L’articolo 108 della Legge di bilancio, nella sua formulazione attuale, introduce inutili complicazioni per le associazioni, in un periodo nel quale il Terzo settore ha altro a cui pensare: alla pandemia, con tutto ciò che sta chiedendo a questi enti impegnati su moltissimi fronti a fianco delle persone in difficoltà, si aggiunge l’entrata della riforma del Terzo settore nella sua fase conclusiva, con le incertezze che caratterizzano i momenti di passaggio. Questo in particolare.
Tante aggregazioni sociali, primo fra tutti il Forum Terzo settore, hanno chiesto la cancellazione di questo articolo, che non porta denaro nelle casse dello Stato, ma toglie tempo ed energia – e dunque risorse – agli enti. Di che si tratta?
Di un apparentemente inoffensivo passaggio delle entrate delle attività fatte nei confronti dei soci dalla non rilevanza ai fini Iva all’esenzione da Iva. Questo passaggio è tutt’altro che neutro.
Non lo è dal punto di vista culturale: le attività coinvolte in questo intervento legislativo sono quelle tra soci che mutualmente condividono beni e servizi, in un modello più simile a quello dell’autoconsumo che a quello dello scambio, che è invece tipico del mondo imprenditoriale. L’ingresso nel mondo Iva sottrarrebbe queste attività al loro contesto originario e autentico, che non è quello del mercato.
Non lo è dal punto di vista dell’aggravio burocratico. Le associazioni dovrebbero aprire la partita Iva ed essere dunque assoggettate agli adempimenti conseguenti. Che non sono pochi, necessitano dell’aiuto di qualcuno che li sappia fare o di un commercialista, e dunque distraggono risorse da destinarsi alla mission, convogliandole verso la copertura dei costi della burocrazia.
E tutto ciò mentre si sta attuando la riforma del Terzo Settore che, ricordiamolo, ha tra i propri obiettivi una generale semplificazione di adempimenti.

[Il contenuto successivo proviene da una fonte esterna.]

// ==========================================
// 门店活动排班校验系统 - 排班快照
// ==========================================
// 职责: 一次性读取区间内的排班、活动、员工、可用性、轮值
// 规则引擎只读快照，不再访问数据库
// ==========================================

use chrono::{Duration, NaiveDate};
use rusqlite::Connection;
use std::collections::{BTreeSet, HashMap};
use tracing::{debug, warn};

use crate::config::ScheduleSettings;
use crate::domain::employee::{AvailabilityProfile, AvailabilityVerdict, Employee};
use crate::domain::rotation::RotationTable;
use crate::domain::schedule::{Assignment, EventWindow, Proposal, RecordSource, ScheduleRecord};
use crate::domain::types::EmployeeRole;
use crate::repository::assignment_repo::select_assignments_in_range;
use crate::repository::employee_repo::{select_availability_profiles, select_employees};
use crate::repository::event_repo::{select_events_by_refs, select_events_overlapping};
use crate::repository::rotation_repo::select_rotation_table;
use crate::repository::RepositoryResult;

#[derive(Debug, Clone)]
pub struct ScheduleSnapshot {
    pub start: NaiveDate,
    pub end: NaiveDate,
    /// 已提交排班（按时间升序）
    pub assignments: Vec<Assignment>,
    /// 区间相关活动（含次日截止的活动）
    pub events: HashMap<i64, EventWindow>,
    pub employees: HashMap<String, Employee>,
    pub availability: HashMap<String, AvailabilityProfile>,
    pub rotation: RotationTable,
}

impl ScheduleSnapshot {
    /// 读取快照
    ///
    /// # 参数
    /// - start/end: 排班日期区间（闭区间）
    pub fn load(conn: &Connection, start: NaiveDate, end: NaiveDate) -> RepositoryResult<Self> {
        let assignments = select_assignments_in_range(conn, start, end, None)?;

        let events: HashMap<i64, EventWindow> =
            select_events_overlapping(conn, start, end + Duration::days(1))?
                .into_iter()
                .map(|e| (e.event_ref, e))
                .collect();

        let mut snapshot = Self {
            start,
            end,
            assignments,
            events,
            employees: select_employees(conn)?
                .into_iter()
                .map(|e| (e.employee_id.clone(), e))
                .collect(),
            availability: select_availability_profiles(conn, start, end)?,
            rotation: select_rotation_table(conn)?,
        };

        let refs: Vec<i64> = snapshot.assignments.iter().map(|a| a.event_ref).collect();
        snapshot.ensure_events(conn, refs)?;

        debug!(
            start = %start,
            end = %end,
            assignments = snapshot.assignments.len(),
            events = snapshot.events.len(),
            employees = snapshot.employees.len(),
            "排班快照已加载"
        );
        Ok(snapshot)
    }

    /// 补齐快照中缺失的活动（窗口不在区间内但被排班/提案引用）
    pub fn ensure_events(
        &mut self,
        conn: &Connection,
        refs: impl IntoIterator<Item = i64>,
    ) -> RepositoryResult<()> {
        let missing: Vec<i64> = refs
            .into_iter()
            .filter(|r| !self.events.contains_key(r))
            .collect::<BTreeSet<_>>()
            .into_iter()
            .collect();
        if !missing.is_empty() {
            self.events.extend(select_events_by_refs(conn, &missing)?);
        }
        Ok(())
    }

    pub fn event(&self, event_ref: i64) -> Option<&EventWindow> {
        self.events.get(&event_ref)
    }

    pub fn employee(&self, employee_id: &str) -> Option<&Employee> {
        self.employees.get(employee_id)
    }

    pub fn role_of(&self, employee_id: &str) -> Option<EmployeeRole> {
        self.employees.get(employee_id).map(|e| e.role)
    }

    /// 员工某日可用性（无可用性数据视为可用）
    pub fn verdict(&self, employee_id: &str, date: NaiveDate) -> AvailabilityVerdict {
        self.availability
            .get(employee_id)
            .map(|p| p.verdict_on(date))
            .unwrap_or(AvailabilityVerdict::Available)
    }

    pub fn find_assignment(&self, assignment_id: i64) -> Option<&Assignment> {
        self.assignments.iter().find(|a| a.assignment_id == assignment_id)
    }

    /// 某日排班及其活动（按时间升序）
    pub fn day_assignments(&self, date: NaiveDate) -> Vec<(&Assignment, &EventWindow)> {
        self.assignments
            .iter()
            .filter(|a| a.date() == date)
            .filter_map(|a| match self.events.get(&a.event_ref) {
                Some(e) => Some((a, e)),
                None => {
                    warn!(assignment_id = a.assignment_id, event_ref = a.event_ref, "排班引用的活动不存在");
                    None
                }
            })
            .collect()
    }

    /// 区间内每一天
    pub fn dates(&self) -> Vec<NaiveDate> {
        let mut dates = Vec::new();
        let mut d = self.start;
        while d <= self.end {
            dates.push(d);
            d += Duration::days(1);
        }
        dates
    }

    /// 已提交排班 → 统一记录
    pub fn committed_records(&self, settings: &ScheduleSettings) -> Vec<ScheduleRecord> {
        self.assignments
            .iter()
            .filter_map(|a| {
                let event = self.events.get(&a.event_ref)?;
                Some(ScheduleRecord {
                    source: RecordSource::Committed,
                    record_id: a.assignment_id,
                    event_ref: a.event_ref,
                    employee_id: a.employee_id.clone(),
                    schedule_datetime: a.schedule_datetime,
                    event_type: event.event_type,
                    project_name: event.project_name.clone(),
                    duration_minutes: settings.duration_minutes(event.event_type, event.estimated_minutes),
                })
            })
            .collect()
    }

    /// 有效提案 → 统一记录（员工或时间缺失的提案被跳过）
    pub fn pending_records(&self, proposals: &[Proposal], settings: &ScheduleSettings) -> Vec<ScheduleRecord> {
        proposals
            .iter()
            .filter(|p| p.is_active())
            .filter_map(|p| {
                let event = self.events.get(&p.event_ref)?;
                Some(ScheduleRecord {
                    source: RecordSource::Pending,
                    record_id: p.proposal_id,
                    event_ref: p.event_ref,
                    employee_id: p.employee_id.clone()?,
                    schedule_datetime: p.schedule_datetime?,
                    event_type: event.event_type,
                    project_name: event.project_name.clone(),
                    duration_minutes: settings.duration_minutes(event.event_type, event.estimated_minutes),
                })
            })
            .collect()
    }
}
// ==========================================
// 门店活动排班校验系统 - 排班提案仓储
// ==========================================
// 表: proposal
// 生命周期: PROPOSED → USER_EDITED → API_SUBMITTED / API_FAILED / VALIDATION_FAILED
// ==========================================

use chrono::NaiveDate;
use rusqlite::{params, Connection, OptionalExtension, Row};
use std::sync::{Arc, Mutex, MutexGuard};

use crate::domain::schedule::Proposal;
use crate::domain::types::ProposalStatus;
use crate::repository::db_utils::{fmt_date, fmt_datetime, parse_enum_col, parse_opt_datetime_col};
use crate::repository::error::{RepositoryError, RepositoryResult};

const PROPOSAL_COLUMNS: &str = "proposal_id, run_id, event_ref, employee_id, schedule_datetime, \
                                shift_block, status, failure_reason";

// ==========================================
// ProposalRepository - 提案仓储
// ==========================================
pub struct ProposalRepository {
    conn: Arc<Mutex<Connection>>,
}

impl ProposalRepository {
    pub fn new(conn: Arc<Mutex<Connection>>) -> Self {
        Self { conn }
    }

    fn get_conn(&self) -> RepositoryResult<MutexGuard<Connection>> {
        self.conn
            .lock()
            .map_err(|e| RepositoryError::LockError(e.to_string()))
    }

    /// 某次运行的全部提案
    pub fn list_for_run(&self, run_id: &str) -> RepositoryResult<Vec<Proposal>> {
        let conn = self.get_conn()?;
        let mut stmt = conn.prepare(&format!(
            "SELECT {} FROM proposal WHERE run_id = ?1 ORDER BY proposal_id",
            PROPOSAL_COLUMNS
        ))?;
        let rows = stmt
            .query_map(params![run_id], map_proposal)?
            .collect::<rusqlite::Result<Vec<_>>>()?;
        Ok(rows)
    }

    /// 某次运行中参与校验的提案
    ///
    /// 条件: 状态为 PROPOSED/USER_EDITED、员工与时间均已设置、日期在 [start, end]
    pub fn list_active_for_run(
        &self,
        run_id: &str,
        start: NaiveDate,
        end: NaiveDate,
    ) -> RepositoryResult<Vec<Proposal>> {
        let conn = self.get_conn()?;
        let mut stmt = conn.prepare(&format!(
            "SELECT {} FROM proposal \
             WHERE run_id = ?1 \
               AND status IN ('PROPOSED', 'USER_EDITED') \
               AND employee_id IS NOT NULL \
               AND schedule_datetime IS NOT NULL \
               AND date(schedule_datetime) BETWEEN ?2 AND ?3 \
             ORDER BY schedule_datetime, proposal_id",
            PROPOSAL_COLUMNS
        ))?;
        let rows = stmt
            .query_map(params![run_id, fmt_date(start), fmt_date(end)], map_proposal)?
            .collect::<rusqlite::Result<Vec<_>>>()?;
        Ok(rows)
    }

    pub fn insert(&self, proposal: &Proposal) -> RepositoryResult<i64> {
        let conn = self.get_conn()?;
        conn.execute(
            r#"
            INSERT INTO proposal
                (run_id, event_ref, employee_id, schedule_datetime, shift_block, status, failure_reason)
            VALUES (?1, ?2, ?3, ?4, ?5, ?6, ?7)
            "#,
            params![
                proposal.run_id,
                proposal.event_ref,
                proposal.employee_id,
                proposal.schedule_datetime.map(fmt_datetime),
                proposal.shift_block,
                proposal.status.to_db_str(),
                proposal.failure_reason,
            ],
        )?;
        Ok(conn.last_insert_rowid())
    }

    /// 删除某次运行的全部未提交提案（拒绝运行）
    pub fn delete_pending_for_run(&self, run_id: &str) -> RepositoryResult<usize> {
        let conn = self.get_conn()?;
        let deleted = conn.execute(
            "DELETE FROM proposal WHERE run_id = ?1 AND status IN ('PROPOSED', 'USER_EDITED')",
            params![run_id],
        )?;
        Ok(deleted)
    }
}

// ==========================================
// 连接级操作（供事务内复用）
// ==========================================

fn map_proposal(row: &Row) -> rusqlite::Result<Proposal> {
    let status: String = row.get(6)?;
    Ok(Proposal {
        proposal_id: row.get(0)?,
        run_id: row.get(1)?,
        event_ref: row.get(2)?,
        employee_id: row.get(3)?,
        schedule_datetime: parse_opt_datetime_col(4, row.get(4)?)?,
        shift_block: row.get(5)?,
        status: parse_enum_col(6, &status, ProposalStatus::from_db_str)?,
        failure_reason: row.get(7)?,
    })
}

pub fn select_proposal(conn: &Connection, proposal_id: i64) -> RepositoryResult<Option<Proposal>> {
    let proposal = conn
        .query_row(
            &format!("SELECT {} FROM proposal WHERE proposal_id = ?1", PROPOSAL_COLUMNS),
            params![proposal_id],
            map_proposal,
        )
        .optional()?;
    Ok(proposal)
}

/// 更新提案状态（仅允许从有效状态迁出）
pub fn update_proposal_status(
    conn: &Connection,
    proposal_id: i64,
    status: ProposalStatus,
    failure_reason: Option<&str>,
) -> RepositoryResult<()> {
    let changed = conn.execute(
        r#"
        UPDATE proposal SET status = ?2, failure_reason = ?3
        WHERE proposal_id = ?1 AND status IN ('PROPOSED', 'USER_EDITED')
        "#,
        params![proposal_id, status.to_db_str(), failure_reason],
    )?;
    if changed == 0 {
        let current = select_proposal(conn, proposal_id)?
            .ok_or_else(|| RepositoryError::not_found("proposal", proposal_id))?;
        return Err(RepositoryError::InvalidStateTransition {
            from: current.status.to_db_str().to_string(),
            to: status.to_db_str().to_string(),
        });
    }
    Ok(())
}
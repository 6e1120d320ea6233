// ==========================================
// 门店活动排班校验系统 - 区间规则引擎
// ==========================================
// 输入: [start, end] 已提交排班 + 指定运行的有效提案
// 输出: RangeValidationResult {critical, warning, info, stats}
// 快速冲突检查: 仅重复排班 + 请假（审批提交前使用）
// ==========================================

use chrono::{Duration, Local, NaiveDate, NaiveDateTime};
use rusqlite::Connection;
use serde::{Deserialize, Serialize};
use serde_json::{Map, Value as JsonValue};
use std::collections::{BTreeSet, HashSet};
use std::sync::Arc;
use tracing::{debug, info, instrument, warn};

use crate::config::{ConfigManager, ScheduleSettings};
use crate::domain::issue::{Issue, RangeStats, RangeValidationResult, RuleKind, Severity};
use crate::domain::schedule::{RecordSource, ScheduleRecord};
use crate::domain::types::{EventCondition, RotationKind};
use crate::engine::daily_rules::missing_pair_issue;
use crate::engine::error::{EngineError, EngineResult};
use crate::engine::repositories::ValidationRepositories;
use crate::engine::schedule_core::ScheduleCore;
use crate::engine::snapshot::ScheduleSnapshot;
use crate::repository::assignment_repo::select_assignments_in_range;
use crate::repository::employee_repo::{select_employee, select_time_off_overlapping};
use crate::repository::event_repo::{select_event, select_events_by_refs};
use crate::repository::{RepositoryError, RepositoryResult, SCHEDULE_SYNC_KEY};

// ==========================================
// ConflictCheck - 快速冲突检查结果
// ==========================================
#[derive(Debug, Clone, Copy, PartialEq, Eq, Serialize, Deserialize)]
#[serde(rename_all = "snake_case")]
pub enum ConflictKind {
    TimeOff,
    DoubleBooking,
}

#[derive(Debug, Clone, Serialize, Deserialize)]
pub struct ConflictCheck {
    pub has_conflict: bool,
    pub kind: Option<ConflictKind>,
    pub details: Map<String, JsonValue>,
}

impl ConflictCheck {
    fn clear() -> Self {
        Self {
            has_conflict: false,
            kind: None,
            details: Map::new(),
        }
    }

    fn conflict(kind: ConflictKind, details: Map<String, JsonValue>) -> Self {
        Self {
            has_conflict: true,
            kind: Some(kind),
            details,
        }
    }
}
use host::ObjectId;
use tracing::info;

use crate::config::HordeConfig;
use crate::scanner::{ScanOutcome, TrackedSet};
use crate::status::StatusInputs;

#[derive(Debug, Clone, Copy, PartialEq)]
pub enum HordeState {
    Idle,
    /// Trigger accepted, waiting out the warning delay.
    Armed { trigger_at: f64, activate_at: f64 },
    Active { ends_at: f64 },
}

impl HordeState {
    pub fn label(&self) -> &'static str {
        match self {
            Self::Idle => "idle",
            Self::Armed { .. } => "armed",
            Self::Active { .. } => "active",
        }
    }

    pub fn is_idle(&self) -> bool {
        matches!(self, Self::Idle)
    }
}

#[derive(Debug, Clone, Copy, Default, PartialEq)]
pub struct HordeTimers {
    pub next_scan_at: f64,
    pub horde_end_at: Option<f64>,
    pub warning_banner_until: Option<f64>,
    pub scan_ui_started_at: Option<f64>,
    pub last_enemy_count_increase_at: Option<f64>,
}

/// Found counts from periodic scans. `peak` resets only when a scan finds
/// nothing.
#[derive(Debug, Clone, Copy, Default, PartialEq, Eq)]
pub struct ScanTally {
    pub scans: u64,
    pub last_found: usize,
    pub peak: usize,
    pub last_live: usize,
}

#[derive(Debug, Clone, Copy, PartialEq, Eq)]
pub enum TriggerRejection {
    NotIdle,
    EnvironmentNotPermitted,
    NoPlayer,
    NoTargets,
}

impl TriggerRejection {
    pub fn as_str(self) -> &'static str {
        match self {
            Self::NotIdle => "not_idle",
            Self::EnvironmentNotPermitted => "environment_not_permitted",
            Self::NoPlayer => "no_player",
            Self::NoTargets => "no_targets",
        }
    }
}

#[derive(Debug, Clone, Copy, PartialEq)]
pub enum TriggerDecision {
    Accepted { targets: usize, activate_at: f64 },
    Rejected(TriggerRejection),
}

#[derive(Debug, Clone, Copy, PartialEq)]
pub enum Transition {
    Activated { duration_seconds: f64, ends_at: f64 },
    Expired,
}

#[derive(Debug, Clone)]
pub struct HordeStateMachine {
    state: HordeState,
    timers: HordeTimers,
    tally: ScanTally,
    tracked: TrackedSet,
    player: Option<ObjectId>,
    scan_interval_seconds: f64,
    trigger_delay_seconds: f64,
    banner_window_seconds: f64,
}

impl HordeStateMachine {
    pub fn new(config: &HordeConfig) -> Self {
        Self {
            state: HordeState::Idle,
            timers: HordeTimers::default(),
            tally: ScanTally::default(),
            tracked: TrackedSet::new(),
            player: None,
            scan_interval_seconds: config.scan_interval_seconds,
            trigger_delay_seconds: config.trigger_delay_seconds,
            banner_window_seconds: config.banner_window_seconds,
        }
    }

    pub fn state(&self) -> HordeState {
        self.state
    }

    pub fn timers(&self) -> HordeTimers {
        self.timers
    }

    pub fn tally(&self) -> ScanTally {
        self.tally
    }

    pub fn tracked(&self) -> &TrackedSet {
        &self.tracked
    }

    pub fn player(&self) -> Option<ObjectId> {
        self.player
    }

    pub fn scan_due(&self, now: f64) -> bool {
        self.state.is_idle() && now >= self.timers.next_scan_at
    }

    /// Stores a completed scan. Ignored outside Idle so the tracked set
    /// stays frozen while a horde is pending or running.
    pub fn record_scan(&mut self, now: f64, outcome: ScanOutcome) -> bool {
        if !self.state.is_idle() {
            return false;
        }
        let found = outcome.tracked.len();
        if found == 0 {
            self.tally.peak = 0;
        } else if found > self.tally.peak {
            self.tally.peak = found;
            self.timers.last_enemy_count_increase_at = Some(now);
        }
        self.tally.last_found = found;
        self.tally.last_live = outcome.live_count;
        self.tally.scans += 1;
        self.timers.scan_ui_started_at = Some(now);
        self.timers.next_scan_at = now + self.scan_interval_seconds;
        self.tracked = outcome.tracked;
        self.player = outcome.player;
        true
    }

    pub fn request_trigger(&mut self, now: f64, environment_permitted: bool) -> TriggerDecision {
        let rejection = if !self.state.is_idle() {
            Some(TriggerRejection::NotIdle)
        } else if !environment_permitted {
            Some(TriggerRejection::EnvironmentNotPermitted)
        } else if self.player.is_none() {
            Some(TriggerRejection::NoPlayer)
        } else if self.tracked.is_empty() {
            Some(TriggerRejection::NoTargets)
        } else {
            None
        };
        if let Some(rejection) = rejection {
            info!(
                reason = rejection.as_str(),
                state = self.state.label(),
                "horde_trigger_ignored"
            );
            return TriggerDecision::Rejected(rejection);
        }

        let activate_at = now + self.trigger_delay_seconds;
        self.state = HordeState::Armed {
            trigger_at: now,
            activate_at,
        };
        self.timers.warning_banner_until = Some(now + self.banner_window_seconds);
        let targets = self.tracked.len();
        info!(targets, activate_at, "horde_armed");
        TriggerDecision::Accepted {
            targets,
            activate_at,
        }
    }

    /// Timestamp-gated transitions. `duration_seconds` is asked only when the
    /// horde activates.
    pub fn advance(
        &mut self,
        now: f64,
        duration_seconds: impl FnOnce() -> f64,
    ) -> Option<Transition> {
        match self.state {
            HordeState::Idle => None,
            HordeState::Armed { activate_at, .. } if now >= activate_at => {
                let duration_seconds = duration_seconds();
                let ends_at = now + duration_seconds;
                self.state = HordeState::Active { ends_at };
                self.timers.horde_end_at = Some(ends_at);
                info!(
                    targets = self.tracked.len(),
                    duration_seconds, "horde_activated"
                );
                Some(Transition::Activated {
                    duration_seconds,
                    ends_at,
                })
            }
            HordeState::Active { ends_at } if now > ends_at => {
                self.state = HordeState::Idle;
                self.timers.horde_end_at = None;
                self.timers.next_scan_at = now;
                info!(ended_at = now, "horde_expired");
                Some(Transition::Expired)
            }
            HordeState::Armed { .. } | HordeState::Active { .. } => None,
        }
    }

    pub fn is_chasing(&self) -> bool {
        matches!(self.state, HordeState::Active { .. })
    }

    pub fn status_inputs(&self) -> StatusInputs {
        StatusInputs {
            state: self.state,
            timers: self.timers,
            tally: self.tally,
        }
    }
}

C’è poi un ulteriore problema, che non è solo un tecnicismo: le associazioni si troverebbero a svolgere attività considerate commerciali – seppur in esenzione – ai fini Iva e non commerciali ai fini delle imposte dirette, con tutte le complicazioni che abbiamo già incontrato per le Onlus in merito alla definizione tributaria del soggetto.
La riforma del Terzo settore dovrebbe portare, in tempi ancora incerti, a un generale riordino dell’impostazione tributaria degli enti.
È questa la parte della riforma più indietro nell’attuazione e che necessita di tanti chiarimenti, e probabilmente anche qualche intervento legislativo.
In una situazione del genere il buon senso porterebbe a non adottare provvedimenti relativi alla fiscalità degli Ets, se non in quanto motivati da questioni di urgenza.
Tale urgenza non ci sembra ravvisabile nella procedura di infrazione, che pur è richiamata quale giustificazione dell’articolo 108 di cui stiamo trattando.
Nella relazione semestrale al Parlamento e alla Corte dei conti del primo semestre 2019, recante “Impatto finanziario del contenzioso Italia/Ue”, si legge che la procedura è allo stadio di messa in mora complementare, dunque in fase precedente al contenzioso giudiziario.
Il mondo del Terzo settore non sta chiedendo privilegi. Sta chiedendo che non gli si butti addosso dell’inutile burocrazia. Anche questa volta va ascoltato.